If you press the DEST: button in the home window, the destination selection window appears, as shown in Figure 2-16. Use this window to select which bricks in the system will be affected by a command initiated from the home window. A brick is referenced by its rack and slot (unit position) number.

Targeting all Racks and All Bricks

To select all racks and all slots, press the ALL button. To scroll the rack list and brick list (not shown in Figure 2-16), press the arrow buttons below the Partition button on the display. The scroll buttons are active only when the number of racks exceeds the available space to display them.

Figure 2-16. Targeting All Bricks in a System

Once you have selected the bricks, press the Apply button to set the new destinations. The home window will then reappear. The new destinations are reflected in the target indicator across the bottom of the home window display. See Figure 2-10.

Before pressing the Apply button to set the new destinations, you can reset the destination window to the last applied state by pressing the Reset DEST button. The destination selection window will then revert back to the last applied status.

Targeting a Single Brick

To select a single brick within a rack, see Figure 2-18 and follow these steps:

Press the Rack/Slot button.
Press the button for the rack (example: 001).
Press the button for the slot (example: 018).

Figure 2-17. Targeting a Single Brick

The new destination is reflected in the target indicator near the bottom of the display window (r1 s18).
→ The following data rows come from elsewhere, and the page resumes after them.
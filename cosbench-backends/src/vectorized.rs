//! Vectorized In-Process Backend
//!
//! One library-level elementwise map over the whole array. The cosine kernel
//! itself belongs to `ndarray`; this backend only borrows the input as a view
//! and hands ownership of the freshly allocated result back to the caller.

use cosbench_core::{BackendError, ComputeBackend};
use ndarray::ArrayView1;

/// Elementwise cosine through `ndarray`.
pub struct VectorizedBackend;

impl ComputeBackend for VectorizedBackend {
    fn label(&self) -> &'static str {
        "vectorized"
    }

    fn compute(&self, input: &[f32]) -> Result<Vec<f32>, BackendError> {
        let view = ArrayView1::from(input);
        Ok(view.mapv(f32::cos).into_raw_vec())
    }
}

#[cfg(test)]
mod tests {
    use super::*;

    #[test]
    fn test_known_values() {
        let output = VectorizedBackend.compute(&[0.0, 1.0, 2.0]).unwrap();

        assert_eq!(output.len(), 3);
        assert!((output[0] - 1.0).abs() < 1e-4);
        assert!((output[1] - 0.5403).abs() < 1e-4);
        assert!((output[2] - -0.4161).abs() < 1e-4);
    }

    #[test]
    fn test_matches_scalar_cosine() {
        let input: Vec<f32> = (0..10_000).map(|i| i as f32).collect();
        let output = VectorizedBackend.compute(&input).unwrap();

        for (x, y) in input.iter().zip(&output) {
            assert!((y - x.cos()).abs() < 1e-5);
        }
    }

    #[test]
    fn test_idempotent() {
        let input: Vec<f32> = (0..1000).map(|i| i as f32).collect();
        let first = VectorizedBackend.compute(&input).unwrap();
        let second = VectorizedBackend.compute(&input).unwrap();

        // Same input, same kernel: bit-identical output
        assert_eq!(first, second);
    }

    #[test]
    fn test_empty_input() {
        let output = VectorizedBackend.compute(&[]).unwrap();
        assert!(output.is_empty());
    }
}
Once you have selected the bricks, press the Apply button to set the new destinations. The home window will then reappear. The new destinations are reflected in the target indicator across the bottom of the home window display.

Targeting a Range of Bricks

To select multiple bricks within a rack, see Figure 2-19 and follow these steps:

Press the Rack/Slot button.
Press the button for the rack (example: 001).
Press the buttons for the desired slots (example: 008, 011, and 018).
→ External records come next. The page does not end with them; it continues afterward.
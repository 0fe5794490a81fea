//! Compute Backend Contract
//!
//! A backend consumes the input array and produces an equal-length array of
//! elementwise cosines. Backends do not retry: every fault here is fatal to
//! the run and surfaces as a non-zero process exit.

use thiserror::Error;

/// Faults a backend can raise. None of them are recoverable.
#[derive(Debug, Error)]
pub enum BackendError {
    /// The shared library could not be opened.
    #[error("failed to load native library `{path}`: {reason}")]
    NativeLoad {
        /// Path the loader was given.
        path: String,
        /// Loader-reported cause.
        reason: String,
    },

    /// The library loaded but the expected symbol did not bind.
    #[error("symbol `{symbol}` not found in `{path}`: {reason}")]
    MissingSymbol {
        /// Symbol name that failed to bind.
        symbol: String,
        /// Library the symbol was looked up in.
        path: String,
        /// Loader-reported cause.
        reason: String,
    },

    /// No GPU adapter is available on this machine.
    #[error("no compatible GPU adapter available")]
    NoAdapter,

    /// The adapter refused to hand out a device/queue pair.
    #[error("GPU device request failed: {0}")]
    DeviceRequest(String),

    /// Reading results back from device memory failed.
    #[error("failed to read results back from device: {0}")]
    DeviceRead(String),
}

/// A strategy for computing the elementwise cosine of an input array.
pub trait ComputeBackend {
    /// Short name used in logs.
    fn label(&self) -> &'static str;

    /// Compute `cos` for every element of `input`.
    ///
    /// The returned array has the same length as `input`; an empty input
    /// yields an empty output. `output[i] = cos(input[i])` within the
    /// numeric precision of the backend.
    fn compute(&self, input: &[f32]) -> Result<Vec<f32>, BackendError>;
}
Figure 2-18. Targeting Multiple Bricks in a Rack

The new destination is reflected in the target indicator near the bottom of the display window (r1 s 8, 11, 18). Once you have selected the bricks, press the Apply button to set the new destinations. The home window will then reappear. The new destinations are reflected in the target indicator across the bottom of the home window display.

Targeting All Bricks Within a Rack

To select all bricks within a rack, see Figure 2-20 and follow these steps:

Press the Rack/Slot button.
Press the button for the rack (example: 001).
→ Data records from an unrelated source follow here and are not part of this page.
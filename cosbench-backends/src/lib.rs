#![warn(missing_docs)]
//! Cosbench Backends
//!
//! The three `ComputeBackend` implementations the benchmark binaries plug
//! into the single-shot runner:
//! - `VectorizedBackend` — in-process `ndarray` elementwise map
//! - `NativeLibrary` — foreign call into a pre-built shared library
//! - `DeviceBackend` — `wgpu` compute shader with explicit queue barriers

mod device;
mod native;
mod vectorized;

pub use device::{DeviceBackend, WORKGROUP_SIZE};
pub use native::{NativeLibrary, BENCHMARK_SYMBOL, DEFAULT_LIBRARY_PATH, SAMPLE_ITEMS};
pub use vectorized::VectorizedBackend;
Figure 2-19. Target Selection Window - 2

The new destination is reflected in the target indicator near the bottom of the display window (r1 s *). Once you have selected the rack, press the Apply button to set the new destinations. The home window will then reappear. The new destinations are reflected in the target indicator across the bottom of the home window display.

Targeting a Partition

To select all bricks within a partition, see Figure 2-21 and follow these steps:

Press the Partition button.
Press the button for the partition number (example: 001).

Note: The buttons that were the rack numbers before are now the partition numbers.

Figure 2-20. Targeting a Partition

The new partition target is reflected in the target indicator near the bottom of the display window (p1). Once you have selected the partition, press the Apply button to set the new partition target. The home window will then reappear. The new partition target is reflected in the target indicator across the bottom of the home window display.

Use the same procedure to select multiple partitions. You can select one or more partitions. Press ALL to select all partitions. If you select the Partition button, the command is sent to all bricks within the selected partition(s).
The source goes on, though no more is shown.